Senator Goldwater, likewise, hewed to a philosophy that adamantly opposed the federal government’s unconstitutional intrusions into virtually every area of our lives, and its usurpations of personal, local, and state responsibilities. And he saw increasing national indebtedness and the squandering of ever more of our citizens’ wealth by Washington, D.C., as a deadly trend that must be reversed. Over the past few decades, however, many “conservatives” not only joined the liberals in praising Franklin Roosevelt’s New Deal, but enthusiastically endorsed the federal government’s accelerated wasteful spending and egregious usurpations.
Already existing confusion about who is and who isn’t a conservative grew when the two Presidents named Bush and their appointees were regularly labeled “conservative” by the media. Both Bushes openly supported larger government, a soaring national debt, and a deepening of international entanglements. They could hardly identify with what Kirk and Goldwater had written years earlier. Journalists Fred Barnes, William Kristol, David Brooks, George Will, the late Robert Bartley, Charles Krauthammer, and numerous other pundits have claimed, or have been awarded, conservative status while generally adhering to and expounding political, economic, and moral principles that one would not associate with traditional conservative thought. Among politicians, Newt Gingrich leads the pack for talking the conservative talk but refusing to walk the conservative walk. It ought to be obvious that jamming such an amalgam of books, authors, political leaders/staffers, journalists, academicians, and others under a single conservative umbrella can’t be done.

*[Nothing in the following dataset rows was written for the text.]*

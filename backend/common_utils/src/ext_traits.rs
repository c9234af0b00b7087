//! This module holds traits for extending functionalities for existing datatypes
//! & inbuilt datatypes.

use error_stack::ResultExt;
use serde::{Deserialize, Serialize};

use crate::errors::{self, CustomResult};

/// Encode interface
/// An interface for performing type conversions and serialization
pub trait Encode<'e>
where
    Self: 'e + std::fmt::Debug,
{
    /// Functionality, for specifically encoding `Self` into `String`
    /// after serialization by using `serde::Serialize`
    fn encode_to_string_of_json(&'e self) -> CustomResult<String, errors::ParsingError>
    where
        Self: Serialize;
}

impl<'e, A> Encode<'e> for A
where
    Self: 'e + std::fmt::Debug,
{
    fn encode_to_string_of_json(&'e self) -> CustomResult<String, errors::ParsingError>
    where
        Self: Serialize,
    {
        serde_json::to_string(self)
            .change_context(errors::ParsingError)
            .attach_printable_lazy(|| format!("Unable to convert {self:?} to a request"))
    }
}

/// Extending functionalities of `bytes::Bytes`
pub trait BytesExt<T> {
    /// Convert `bytes::Bytes` into type `<T>` using `serde::Deserialize`
    fn parse_struct<'de>(&'de self, type_name: &str) -> CustomResult<T, errors::ParsingError>
    where
        T: Deserialize<'de>;
}

impl<T> BytesExt<T> for bytes::Bytes {
    fn parse_struct<'de>(&'de self, type_name: &str) -> CustomResult<T, errors::ParsingError>
    where
        T: Deserialize<'de>,
    {
        use bytes::Buf;

        serde_json::from_slice::<T>(self.chunk())
            .change_context(errors::ParsingError)
            .attach_printable_lazy(|| format!("Unable to parse {type_name} from bytes"))
    }
}

/// Extending functionalities of `[u8]` for performing parsing
pub trait ByteSliceExt<T> {
    /// Convert `[u8]` into type `<T>` by using `serde::Deserialize`
    fn parse_struct<'de>(&'de self, type_name: &str) -> CustomResult<T, errors::ParsingError>
    where
        T: Deserialize<'de>;
}

impl<T> ByteSliceExt<T> for [u8] {
    fn parse_struct<'de>(&'de self, type_name: &str) -> CustomResult<T, errors::ParsingError>
    where
        T: Deserialize<'de>,
    {
        serde_json::from_slice(self)
            .change_context(errors::ParsingError)
            .attach_printable_lazy(|| format!("Unable to parse {type_name} from &[u8]"))
    }
}

/// Extending functionalities of `serde_json::Value` for performing parsing
pub trait ValueExt<T> {
    /// Convert `serde_json::Value` into type `<T>` by using `serde::Deserialize`
    fn parse_value(self, type_name: &str) -> CustomResult<T, errors::ParsingError>
    where
        T: serde::de::DeserializeOwned;
}

impl<T> ValueExt<T> for serde_json::Value {
    fn parse_value(self, type_name: &str) -> CustomResult<T, errors::ParsingError>
    where
        T: serde::de::DeserializeOwned,
    {
        serde_json::from_value::<T>(self)
            .change_context(errors::ParsingError)
            .attach_printable_lazy(|| format!("Unable to parse {type_name} from serde_json::Value"))
    }
}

It appears there simply is no longer any agreed-upon definition for “conservative,” just as there isn’t one for “liberal.” Yet there is need for a label to identify traditionally minded Americans, one that can substitute for the watered-down appellation “conservative.” We suggest “constitutionalist,” signifying adherence to the document created by our Founding Fathers, the one overwhelmingly accepted by the first Americans, and one so cavalierly sworn to by so many. In other words, go to the U.S. Constitution for what Americanism means and skip using “conservative” to describe anyone.

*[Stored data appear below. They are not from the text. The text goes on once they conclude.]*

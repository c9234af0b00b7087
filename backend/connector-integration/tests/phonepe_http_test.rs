#![allow(clippy::expect_used)]
#![allow(clippy::unwrap_used)]
#![allow(dead_code)]

mod common;

use std::sync::Arc;

use common::{independent_checksum, payment_request, sandbox_config, MERCHANT_ID, SALT_INDEX, SALT_KEY};
use connector_integration::{connectors::Phonepe, PaymentGateway};
use domain_types::{connector_types::PaymentState, types::Proxy};
use external_services::HttpTransport;
use serde_json::json;
use wiremock::{
    matchers::{header, header_exists, method, path},
    Mock, MockServer, ResponseTemplate,
};

fn gateway_for(server: &MockServer) -> Phonepe {
    Phonepe::new(
        sandbox_config(&server.uri()),
        Arc::new(HttpTransport::new(Proxy::default())),
    )
}

#[tokio::test]
async fn test_create_payment_over_http() {
    let server = MockServer::start().await;
    Mock::given(method("POST"))
        .and(path("/pg/v1/pay"))
        .and(header("Content-Type", "application/json"))
        .and(header("accept", "application/json"))
        .and(header_exists("X-VERIFY"))
        .respond_with(ResponseTemplate::new(200).set_body_json(json!({
            "success": true,
            "code": "PAYMENT_INITIATED",
            "message": "Payment initiated",
            "data": {
                "merchantId": MERCHANT_ID,
                "merchantTransactionId": "MTHTTP1",
                "instrumentResponse": {
                    "type": "UPI_INTENT",
                    "intentUrl": "upi://pay?pa=PGTESTPAYUAT@ybl&am=100.00"
                }
            }
        })))
        .expect(1)
        .mount(&server)
        .await;

    let result = gateway_for(&server)
        .create_payment(payment_request(Some("MTHTTP1"), 10_000))
        .await;

    assert!(result.succeeded, "{result:?}");
    let details = result.details.expect("details");
    assert_eq!(details.instrument_used.as_deref(), Some("UPI_INTENT"));
    assert_eq!(
        details.payment_url.as_deref(),
        Some("upi://pay?pa=PGTESTPAYUAT@ybl&am=100.00")
    );

    let received = server.received_requests().await.expect("recording enabled");
    let body: serde_json::Value = serde_json::from_slice(&received[0].body).expect("json body");
    let base64_payload = body["request"].as_str().expect("request field");
    let expected = independent_checksum(&format!("{base64_payload}/pg/v1/pay{SALT_KEY}"), SALT_INDEX);
    assert_eq!(
        received[0]
            .headers
            .get("X-VERIFY")
            .and_then(|value| value.to_str().ok()),
        Some(expected.as_str())
    );
}

#[tokio::test]
async fn test_verify_payment_over_http() {
    let server = MockServer::start().await;
    let status_path = format!("/pg/v1/status/{MERCHANT_ID}/MTHTTP2");
    let checksum = independent_checksum(&format!("{status_path}{SALT_KEY}"), SALT_INDEX);
    Mock::given(method("GET"))
        .and(path(status_path.as_str()))
        .and(header("X-VERIFY", checksum.as_str()))
        .and(header("X-MERCHANT-ID", MERCHANT_ID))
        .respond_with(ResponseTemplate::new(200).set_body_json(json!({
            "success": false,
            "code": "PAYMENT_ERROR",
            "message": "Payment Failed",
            "data": {
                "merchantId": MERCHANT_ID,
                "merchantTransactionId": "MTHTTP2",
                "transactionId": "T1",
                "amount": 10000,
                "state": "FAILED",
                "responseCode": "ZM"
            }
        })))
        .expect(1)
        .mount(&server)
        .await;

    let result = gateway_for(&server).verify_payment("MTHTTP2").await;

    assert!(!result.succeeded);
    assert_eq!(result.status_code, "PAYMENT_ERROR");
    assert_eq!(result.message, "Payment Failed");
    assert_eq!(result.details.map(|details| details.state), Some(PaymentState::Failed));
}

#[tokio::test]
async fn test_server_error_with_envelope_over_http() {
    let server = MockServer::start().await;
    Mock::given(method("POST"))
        .and(path("/pg/v1/pay"))
        .respond_with(ResponseTemplate::new(500).set_body_json(json!({
            "success": false,
            "code": "INTERNAL_SERVER_ERROR",
            "message": "There is an error trying to process your transaction at the moment."
        })))
        .mount(&server)
        .await;

    let result = gateway_for(&server)
        .create_payment(payment_request(Some("MTHTTP3"), 10_000))
        .await;

    assert!(!result.succeeded);
    assert_eq!(result.status_code, "INTERNAL_SERVER_ERROR");
}
use hyperswitch_masking::Secret;
use serde::Deserialize;

/// How the payer settles the payment on the processor side.
#[derive(Debug, Clone, Default, Deserialize, PartialEq)]
#[serde(tag = "type", rename_all = "snake_case", rename_all_fields = "camelCase")]
pub enum PaymentInstrument {
    /// UPI collect request pushed to the payer's VPA
    CollectRequest { vpa: Secret<String> },
    /// UPI intent handed to an app on the payer's device
    IntentRequest {
        #[serde(default)]
        target_app: Option<String>,
    },
    /// UPI QR rendered by the checkout page
    QrRequest,
    Card(CardDetails),
    NetBanking { bank_id: String },
    /// Processor-hosted payment page, the payer picks the method there
    #[default]
    HostedPage,
}

/// Card data arrives already encrypted with the processor's public key.
#[derive(Debug, Clone, Deserialize, PartialEq)]
#[serde(rename_all = "camelCase")]
pub struct CardDetails {
    pub encrypted_card_number: Secret<String>,
    pub encryption_key_id: i64,
    pub card_holder_name: Option<Secret<String>>,
    pub expiry_month: Secret<String>,
    pub expiry_year: Secret<String>,
    pub encrypted_cvv: Secret<String>,
    #[serde(default)]
    pub save_card: bool,
}
//!
//! Logger-specific config.
//!

use serde::{Deserialize, Serialize};

/// Log config settings.
#[derive(Debug, Deserialize, Clone, Serialize, PartialEq, Eq)]
pub struct Log {
    /// Logging to a console.
    pub console: LogConsole,
}

/// Logging to a console.
#[derive(Debug, Deserialize, Clone, Serialize, PartialEq, Eq)]
pub struct LogConsole {
    /// Whether you want to see log in your terminal.
    pub enabled: bool,
    /// What you see in your terminal.
    pub level: Level,
    /// Log format
    #[serde(default)]
    pub log_format: LogFormat,
    /// Directive which sets the log level for one or more crates/modules.
    pub filtering_directive: Option<String>,
}

/// Describes the level of verbosity of a span or event.
#[derive(Debug, Clone, Copy, PartialEq, Eq)]
pub struct Level(pub(super) tracing::Level);

impl Serialize for Level {
    fn serialize<S>(&self, serializer: S) -> Result<S::Ok, S::Error>
    where
        S: serde::Serializer,
    {
        serializer.serialize_str(self.0.as_str())
    }
}

impl Level {
    /// Returns the most verbose [`tracing::Level`]
    pub fn into_level(&self) -> tracing::Level {
        self.0
    }
}

impl Default for Level {
    fn default() -> Self {
        Self(tracing::Level::INFO)
    }
}

impl<'de> Deserialize<'de> for Level {
    fn deserialize<D>(deserializer: D) -> Result<Self, D::Error>
    where
        D: serde::Deserializer<'de>,
    {
        use std::str::FromStr as _;

        let s = String::deserialize(deserializer)?;
        tracing::Level::from_str(&s)
            .map(Level)
            .map_err(serde::de::Error::custom)
    }
}

/// Console output format.
#[derive(Default, Debug, Deserialize, Serialize, Clone, PartialEq, Eq)]
#[serde(rename_all = "lowercase")]
pub enum LogFormat {
    /// Default pretty log format
    Default,
    /// JSON based structured logging
    #[default]
    Json,
}

#[cfg(test)]
mod tests {
    use super::*;

    #[test]
    fn test_level_parses_case_insensitively() {
        let level: Level = serde_json::from_str("\"debug\"").unwrap();
        assert_eq!(level.into_level(), tracing::Level::DEBUG);
        assert!(serde_json::from_str::<Level>("\"loud\"").is_err());
    }

    #[test]
    fn test_log_format_defaults_to_json() {
        let console: LogConsole =
            serde_json::from_str(r#"{"enabled": true, "level": "WARN"}"#).unwrap();
        assert_eq!(console.log_format, LogFormat::Json);
        assert_eq!(console.filtering_directive, None);
    }
}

In the Constitution of 1787, one finds strictly limited government, non-intervention in the affairs of other nations, and — because of a near-total absence of restraints on the American people — conditions allowing for more individual freedom than mankind had experienced in all of history. This is what conservatism once meant, but not anymore. In fact, even though the Constitution still exists, and even though government officials, military leaders, and others solemnly swear to adhere to its provisions, the document is regularly ignored by most — even by conservatives.
Over the past several decades, while the conservative label has been applied almost willy-nilly, the stage has been set for something else to emerge. That something else isneoconservatism. Happily, this brand of political thinking has been narrowly defined — by none other than the man who is widely touted to be its “godfather.” In his 1995 book Neoconservatism: The Autobiography of an Idea, the late Irving Kristol wrote:
It describes the erosion of liberal faith among a relatively small but talented and articulate group … (which gradually gained more recruits) toward a more conservative point of view: conservative, but different in certain respects from the conservatism of the Republican party. We … accepted the New Deal in principle, and had little affection for the kind of isolationism that then permeated American conservatism.

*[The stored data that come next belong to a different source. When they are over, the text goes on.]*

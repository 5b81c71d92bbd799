// Copyright (C) 2025  The Software Heritage developers
// See the AUTHORS file at the top-level directory of this distribution
// License: GNU General Public License version 3, or any later version
// See top-level LICENSE file for more information

//! Per-worker bag views, reduced by merging.

use std::cell::RefCell;

use thread_local::ThreadLocal;

use super::Bag;

/// A [`Bag`] with one view per worker thread.
///
/// The bag is a commutative monoid on the multiset of its elements: the
/// empty bag is the identity and [`Bag::merge`] the combine operation. A
/// `BagReducer` exploits this to let parallel workers insert through a
/// shared reference with no synchronization at all. Each worker gets its
/// own lazily created view; [`take`](BagReducer::take) folds the views
/// back into a single bag once the parallel phase has joined.
///
/// Bag operations on a view are sequential and must not reenter the
/// scheduler: a view's [`RefCell`] stays borrowed for the duration of each
/// operation, and a task stolen onto the same worker would trip the borrow
/// check.
pub struct BagReducer<T: Send> {
    views: ThreadLocal<RefCell<Bag<T>>>,
}

impl<T: Send> BagReducer<T> {
    /// Creates a reducer holding no elements.
    pub fn new() -> Self {
        BagReducer {
            views: ThreadLocal::new(),
        }
    }

    /// The calling worker's view, created empty on first access.
    #[inline(always)]
    pub fn view(&self) -> &RefCell<Bag<T>> {
        self.views.get_or(|| RefCell::new(Bag::new()))
    }

    /// Inserts into the calling worker's view.
    #[inline(always)]
    pub fn insert(&self, el: T) {
        self.view().borrow_mut().insert(el);
    }

    /// Merges all views into one bag, leaving the reducer empty.
    ///
    /// Must only be called after every parallel task inserting into the
    /// reducer has joined.
    pub fn take(&mut self) -> Bag<T> {
        let views = std::mem::take(&mut self.views);
        let mut merged = Bag::new();
        for view in views {
            merged.merge(view.into_inner());
        }
        merged
    }

    /// Drops all views and their contents.
    pub fn clear(&mut self) {
        self.views.clear();
    }
}

impl<T: Send> Default for BagReducer<T> {
    fn default() -> Self {
        Self::new()
    }
}
// Copyright (C) 2025  The Software Heritage developers
// See the AUTHORS file at the top-level directory of this distribution
// License: GNU General Public License version 3, or any later version
// See top-level LICENSE file for more information

#![doc = include_str!("../README.md")]

use thiserror::Error;

pub mod collections;
pub mod graph;

mod bfs;
pub use bfs::bfs;

mod pbfs;
pub use pbfs::pbfs;

/// Distance assigned to nodes the traversal never reached.
pub const UNREACHED: u32 = u32::MAX;

/// Returned by [`bfs`] and [`pbfs`] when the source node is past the number
/// of nodes in the graph. The distance array is left untouched.
#[derive(Error, Debug, PartialEq, Eq, Hash, Clone)]
#[error("source node {index} out of {len} nodes")]
pub struct OutOfBoundError {
    /// Source node that was requested
    pub index: usize,
    /// Number of nodes in the graph (maximum source + 1)
    pub len: usize,
}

There you have it, and it comes from the godfather himself. Neoconservatives seek unconstitutional, socialistic big government (à la Franklin Delano Roosevelt’s New Deal) while they champion America’s meddling in the rest of the world’s affairs, even to the making of war. They have succeeded in making repugnant any slight leaning toward, or even mention of “isolationism.” Change that once-useful term to “non-intervention in the affairs and wars of other nations” and most Americans will nod in agreement. But many have been scared away from such good sense by fear of being labeled an “isolationist.”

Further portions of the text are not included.